Caring for her dogs under clear skies in Unalakleet on Sunday afternoon, Abbie West, in sizing up her first experience with the Iditarod, seemed content to balance the good with the bad. It’s definitely been a challenge, she says, but also an adventure. And besides, she’s currently the lead rookie.
West spoke with Laureli Kinneen in Unalakleet, where she told KNOM that, despite the “mind-boggling” caliber of her fellow competitors and the rough trail that’s beleaguered so many of them, it’s been a good first Iditarod run.
Indeed, as a top-20 musher, West is doing very well, and she hopes to remain in her current position all the way to Nome. But competition is not the only reason she’s in the Iditarod; it’s also, she says, an opportunity for an epic, unique, and quintessentially Alaskan journey – a chance to see, as she says, “a whole new part of Alaska.”
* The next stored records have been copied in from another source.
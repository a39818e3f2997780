// src/io/socketcan/reader.rs
//
// SocketCAN bus channel. A blocking worker owns the socket: it writes queued
// transmit frames between reads and hands received frames to the bridge
// through a bounded queue.
//
// This module is only compiled on Linux.

#[cfg(target_os = "linux")]
mod linux_impl {
    use async_trait::async_trait;
    use socketcan::{
        CanAnyFrame, CanDataFrame, CanFdFrame, CanFdSocket, CanRemoteFrame, EmbeddedFrame,
        ExtendedId, Frame, Id, Socket, StandardId,
    };
    use std::sync::{
        atomic::{AtomicBool, Ordering},
        mpsc as std_mpsc, Arc,
    };
    use std::time::Duration;
    use tokio::sync::mpsc;
    use tokio::sync::mpsc::error::TryRecvError;
    use tokio::task::JoinHandle;
    use tracing::{debug, info};

    use crate::io::{now_us, BridgeError, BusChannel, CanFrame, CAN_EFF_MASK};
    use crate::settings::BusConfig;

    /// Transmit requests waiting for the worker.
    const TRANSMIT_QUEUE: usize = 64;

    /// What the worker reports to the bridge.
    enum BusEvent {
        Frame(CanFrame),
        /// A frame queued by `send` could not be written
        TransmitFailed(String),
        /// The socket is unusable; the worker has exited
        Failed(String),
    }

    // ============================================================================
    // Interface Configuration
    // ============================================================================

    /// `ip` argument lists that bring the interface down, set its bitrate (and
    /// FD mode) and bring it back up. Each list is one process, no shell.
    fn ip_link_commands(
        interface: &str,
        bitrate: u32,
        enable_fd: bool,
        data_bitrate: Option<u32>,
    ) -> Vec<Vec<String>> {
        let mut configure: Vec<String> = ["link", "set", interface, "type", "can", "bitrate"]
            .iter()
            .map(|s| s.to_string())
            .collect();
        configure.push(bitrate.to_string());

        if enable_fd {
            configure.extend(["fd".to_string(), "on".to_string()]);
            if let Some(dbitrate) = data_bitrate {
                configure.extend(["dbitrate".to_string(), dbitrate.to_string()]);
            }
        }

        let link = |state: &str| -> Vec<String> {
            ["link", "set", interface, state].iter().map(|s| s.to_string()).collect()
        };

        vec![link("down"), configure, link("up")]
    }

    /// Reconfigure the interface with `ip link`. Needs CAP_NET_ADMIN.
    pub fn configure_interface(
        interface: &str,
        bitrate: u32,
        enable_fd: bool,
        data_bitrate: Option<u32>,
    ) -> Result<(), String> {
        use std::process::Command;

        info!(
            interface,
            bitrate,
            fd = enable_fd,
            ?data_bitrate,
            "configuring CAN interface"
        );

        for args in ip_link_commands(interface, bitrate, enable_fd, data_bitrate) {
            let output = Command::new("ip")
                .args(&args)
                .output()
                .map_err(|e| format!("failed to run ip: {}", e))?;

            if output.status.success() {
                continue;
            }

            let stderr = String::from_utf8_lossy(&output.stderr);
            let detail = if !stderr.trim().is_empty() {
                stderr.trim().to_string()
            } else {
                format!("exit code: {:?}", output.status.code())
            };
            return if detail.contains("Operation not permitted") {
                Err("not permitted to configure network interfaces (needs CAP_NET_ADMIN)".to_string())
            } else {
                Err(format!("ip {} failed: {}", args.join(" "), detail))
            };
        }

        info!(interface, "CAN interface configured");
        Ok(())
    }

    // ============================================================================
    // Frame Conversion
    // ============================================================================

    /// Convert a received socket frame. Kernel error frames are not bridged.
    fn convert_any_frame(frame: CanAnyFrame) -> Option<CanFrame> {
        match frame {
            CanAnyFrame::Normal(f) => Some(CanFrame {
                arbitration_id: f.raw_id() & CAN_EFF_MASK,
                timestamp_us: now_us(),
                is_extended: f.is_extended(),
                is_remote: false,
                is_fd: false,
                error_state_indicator: false,
                payload: f.data().to_vec(),
            }),
            CanAnyFrame::Remote(f) => Some(CanFrame {
                arbitration_id: f.raw_id() & CAN_EFF_MASK,
                timestamp_us: now_us(),
                is_extended: f.is_extended(),
                is_remote: true,
                is_fd: false,
                error_state_indicator: false,
                payload: Vec::new(),
            }),
            CanAnyFrame::Fd(f) => Some(CanFrame {
                arbitration_id: f.raw_id() & CAN_EFF_MASK,
                timestamp_us: now_us(),
                is_extended: f.is_extended(),
                is_remote: false,
                is_fd: true,
                error_state_indicator: f.is_esi(),
                payload: f.data().to_vec(),
            }),
            CanAnyFrame::Error(f) => {
                debug!("skipping CAN error frame 0x{:08X}", f.raw_id());
                None
            }
        }
    }

    fn socket_id(frame: &CanFrame) -> Result<Id, String> {
        if frame.is_extended {
            ExtendedId::new(frame.arbitration_id)
                .map(Id::Extended)
                .ok_or_else(|| format!("invalid extended ID: 0x{:08X}", frame.arbitration_id))
        } else {
            u16::try_from(frame.arbitration_id)
                .ok()
                .and_then(StandardId::new)
                .map(Id::Standard)
                .ok_or_else(|| format!("invalid standard ID: 0x{:03X}", frame.arbitration_id))
        }
    }

    /// Write one frame to the socket (classic, remote or FD).
    fn transmit_frame(socket: &CanFdSocket, frame: &CanFrame) -> Result<(), String> {
        let id = socket_id(frame)?;

        let result = if frame.is_fd {
            let mut fd = CanFdFrame::new(id, &frame.payload)
                .ok_or_else(|| "failed to create FD frame".to_string())?;
            if frame.error_state_indicator {
                fd.set_esi(true);
            }
            socket.write_frame(&fd)
        } else if frame.is_remote {
            let remote = CanRemoteFrame::new_remote(id, 0)
                .ok_or_else(|| "failed to create remote frame".to_string())?;
            socket.write_frame(&remote)
        } else {
            let data = CanDataFrame::new(id, &frame.payload)
                .ok_or_else(|| "failed to create data frame".to_string())?;
            socket.write_frame(&data)
        };

        result.map_err(|e| format!("write error: {}", e))
    }

    // ============================================================================
    // SocketCAN Bus
    // ============================================================================

    /// SocketCAN bus channel (reads classic CAN and CAN FD).
    pub struct SocketCanBus {
        name: String,
        rx: mpsc::Receiver<BusEvent>,
        transmit_tx: std_mpsc::SyncSender<CanFrame>,
        stop_flag: Arc<AtomicBool>,
        worker: Option<JoinHandle<()>>,
    }

    impl SocketCanBus {
        /// Open the interface and start the reader worker.
        ///
        /// Must be called from within a tokio runtime.
        pub fn open(config: &BusConfig) -> Result<Self, BridgeError> {
            let name = format!("socketcan({})", config.channel);

            if config.configure_interface {
                configure_interface(
                    &config.channel,
                    config.bitrate,
                    config.enable_fd,
                    config.data_bitrate,
                )
                .map_err(|e| BridgeError::adapter_open(&name, e))?;
            }

            // FD socket reads both classic CAN and CAN FD frames
            let socket = CanFdSocket::open(&config.channel)
                .map_err(|e| BridgeError::adapter_open(&name, e.to_string()))?;

            socket
                .set_read_timeout(Duration::from_millis(config.read_timeout_ms))
                .map_err(|e| BridgeError::adapter_open(&name, format!("set read timeout: {}", e)))?;

            let (tx, rx) = mpsc::channel(config.queue_capacity.max(1));
            let (transmit_tx, transmit_rx) = std_mpsc::sync_channel::<CanFrame>(TRANSMIT_QUEUE);
            let stop_flag = Arc::new(AtomicBool::new(false));

            let worker_name = name.clone();
            let worker_stop = stop_flag.clone();
            let worker = tokio::task::spawn_blocking(move || {
                run_worker(worker_name, socket, transmit_rx, worker_stop, tx)
            });

            info!(bus = %name, "SocketCAN interface open (FD capable)");

            Ok(Self {
                name,
                rx,
                transmit_tx,
                stop_flag,
                worker: Some(worker),
            })
        }

        fn read_error(&self, message: impl Into<String>) -> BridgeError {
            BridgeError::adapter_read(&self.name, message)
        }
    }

    /// Blocking read loop. Runs until stopped, the bridge side goes away, or
    /// the socket fails.
    fn run_worker(
        name: String,
        socket: CanFdSocket,
        transmit_rx: std_mpsc::Receiver<CanFrame>,
        stop_flag: Arc<AtomicBool>,
        tx: mpsc::Sender<BusEvent>,
    ) {
        while !stop_flag.load(Ordering::Relaxed) {
            while let Ok(frame) = transmit_rx.try_recv() {
                if let Err(e) = transmit_frame(&socket, &frame) {
                    let message = format!("transmit of 0x{:X} failed: {}", frame.arbitration_id, e);
                    if tx.blocking_send(BusEvent::TransmitFailed(message)).is_err() {
                        return;
                    }
                }
            }

            match socket.read_frame() {
                Ok(frame) => {
                    if let Some(frame) = convert_any_frame(frame) {
                        if tx.blocking_send(BusEvent::Frame(frame)).is_err() {
                            break;
                        }
                    }
                }
                Err(ref e)
                    if e.kind() == std::io::ErrorKind::WouldBlock
                        || e.kind() == std::io::ErrorKind::TimedOut =>
                {
                    // Timeout - continue
                }
                Err(e) => {
                    let _ = tx.blocking_send(BusEvent::Failed(format!("read error: {}", e)));
                    return;
                }
            }
        }

        debug!(bus = %name, "reader stopped");
    }

    #[async_trait]
    impl BusChannel for SocketCanBus {
        fn name(&self) -> &str {
            &self.name
        }

        fn try_receive(&mut self) -> Result<Option<CanFrame>, BridgeError> {
            match self.rx.try_recv() {
                Ok(BusEvent::Frame(frame)) => Ok(Some(frame)),
                Ok(BusEvent::TransmitFailed(e)) => Err(BridgeError::adapter_write(&self.name, e)),
                Ok(BusEvent::Failed(e)) => Err(self.read_error(e)),
                Err(TryRecvError::Empty) => Ok(None),
                Err(TryRecvError::Disconnected) => Err(self.read_error("reader stopped")),
            }
        }

        fn send(&mut self, frame: &CanFrame) -> Result<(), BridgeError> {
            frame
                .validate()
                .map_err(|e| BridgeError::adapter_write(&self.name, e))?;

            self.transmit_tx.try_send(frame.clone()).map_err(|e| match e {
                std_mpsc::TrySendError::Full(_) => {
                    BridgeError::adapter_write(&self.name, "transmit queue full")
                }
                std_mpsc::TrySendError::Disconnected(_) => {
                    BridgeError::adapter_write(&self.name, "reader stopped")
                }
            })
        }

        async fn close(&mut self) {
            self.stop_flag.store(true, Ordering::Relaxed);
            // Unblocks a worker waiting on a full queue
            self.rx.close();

            if let Some(worker) = self.worker.take() {
                let _ = worker.await;
            }
            info!(bus = %self.name, "SocketCAN interface closed");
        }
    }

}

// Re-export for Linux
#[cfg(target_os = "linux")]
pub use linux_impl::SocketCanBus;

// ============================================================================
// Non-Linux Stub
// ============================================================================

#[cfg(not(target_os = "linux"))]
mod stub {
    use async_trait::async_trait;

    use crate::io::{BridgeError, BusChannel, CanFrame};
    use crate::settings::BusConfig;

    /// SocketCAN bus (stub for non-Linux, never constructed)
    pub struct SocketCanBus {
        name: String,
    }

    impl SocketCanBus {
        pub fn open(config: &BusConfig) -> Result<Self, BridgeError> {
            Err(BridgeError::adapter_open(
                &format!("socketcan({})", config.channel),
                "SocketCAN is only available on Linux",
            ))
        }
    }

    #[async_trait]
    impl BusChannel for SocketCanBus {
        fn name(&self) -> &str {
            &self.name
        }

        fn try_receive(&mut self) -> Result<Option<CanFrame>, BridgeError> {
            Err(BridgeError::adapter_read(&self.name, "SocketCAN is only available on Linux"))
        }

        fn send(&mut self, _frame: &CanFrame) -> Result<(), BridgeError> {
            Err(BridgeError::adapter_write(&self.name, "SocketCAN is only available on Linux"))
        }

        async fn close(&mut self) {}
    }
}

#[cfg(not(target_os = "linux"))]
pub use stub::SocketCanBus;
“Every run is a different terrain… You’re in the mountains, then you’re in a river, then you’re near the ocean, then you’re on the tundra… It’s just really cool. It’s crazy when you think about how far you’ve been.”
Going forward to the Norton Sound coast and the Nome finish line, she says “(I’ll) let the dogs tell me where we should be.” And in a few days, if all goes well, she’ll be in Nome.
Hear Abbie West in Unalakleet:
As of early morning Monday, Abbie West is in 20th position. She and her 9 dogs arrived into the Shaktoolik checkpoint at 11:05pm Sunday night.